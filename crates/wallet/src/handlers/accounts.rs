//! Account exposure: `eth_accounts` and `eth_requestAccounts`.

use crate::{
    error::Result,
    events::{EmitFn, WalletEvent},
    handlers::WalletHandler,
    permissions::{CapabilityKind, GLOBAL_SCOPE, PermissionSystem},
};
use alloy_primitives::Address;
use alloy_signer_local::PrivateKeySigner;
use async_trait::async_trait;
use headless_wallet_rpc::RpcRequest;
use serde_json::{Value, json};
use std::sync::Arc;

pub struct AccountsHandler {
    accounts: Arc<Vec<PrivateKeySigner>>,
    wps: Arc<PermissionSystem>,
    emit: EmitFn,
}

impl AccountsHandler {
    pub fn new(accounts: Arc<Vec<PrivateKeySigner>>, wps: Arc<PermissionSystem>, emit: EmitFn) -> Self {
        Self { accounts, wps, emit }
    }

    fn addresses(&self) -> Vec<Address> {
        self.accounts.iter().map(|a| a.address()).collect()
    }

    /// Without an account-exposure grant this degrades to an empty list, the
    /// standard wallet privacy behavior; it never fails.
    fn read_accounts(&self) -> Result<Value> {
        let addresses = if self.wps.is_permitted(CapabilityKind::Accounts, GLOBAL_SCOPE) {
            self.addresses()
        } else {
            Vec::new()
        };
        Ok(json!(addresses))
    }

    /// Grants account exposure (idempotently), announces the addresses and
    /// returns them.
    fn request_accounts(&self) -> Result<Value> {
        self.wps.permit(CapabilityKind::Accounts, GLOBAL_SCOPE);

        let addresses = self.addresses();
        (self.emit)(WalletEvent::AccountsChanged(addresses.clone()));
        Ok(json!(addresses))
    }
}

#[async_trait]
impl WalletHandler for AccountsHandler {
    async fn handle(&self, request: &RpcRequest) -> Option<Result<Value>> {
        match request.method.as_str() {
            "eth_accounts" => Some(self.read_accounts()),
            "eth_requestAccounts" => Some(self.request_accounts()),
            _ => None,
        }
    }
}
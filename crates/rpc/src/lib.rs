//! Wire-level JSON-RPC bindings for the headless wallet provider.
//!
//! Provider requests follow [EIP-1193](https://eips.ethereum.org/EIPS/eip-1193):
//! a method name plus optional parameters, answered with either a result value
//! or an error object. Error codes combine the JSON-RPC 2.0 set with the
//! provider-specific codes EIP-1193 (and EIP-3326 for chain switching) assign.

pub mod error;
pub mod request;
pub mod response;

pub use error::{ErrorCode, RpcError};
pub use request::RpcRequest;
pub use response::ResponseResult;
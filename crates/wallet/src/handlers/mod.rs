//! The method handlers making up the pipeline.
//!
//! Each handler owns a narrow slice of the protocol surface. A handler either
//! recognizes the request's method and produces a terminal outcome, or
//! delegates by returning `None`.

use crate::error::Result;
use async_trait::async_trait;
use headless_wallet_rpc::RpcRequest;
use serde_json::Value;

mod accounts;
mod chain;
mod passthrough;
mod permissions;
mod sign;
mod transaction;
mod unsupported;

pub use accounts::AccountsHandler;
pub use chain::ChainHandler;
pub use passthrough::PassthroughHandler;
pub use permissions::PermissionsHandler;
pub use sign::SignHandler;
pub use transaction::TransactionHandler;
pub use unsupported::UnsupportedHandler;

/// A unit of the pipeline recognizing a subset of methods.
#[async_trait]
pub trait WalletHandler: Send + Sync {
    /// Returns `None` when the method is not this handler's to answer,
    /// `Some(Ok)` with the result value when it is, and `Some(Err)` when
    /// handling it failed terminally.
    async fn handle(&self, request: &RpcRequest) -> Option<Result<Value>>;
}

- - -

Pick every line containing the word "pipeline" out of the material, and copy those lines.

//! The method handlers making up the pipeline.
/// A unit of the pipeline recognizing a subset of methods.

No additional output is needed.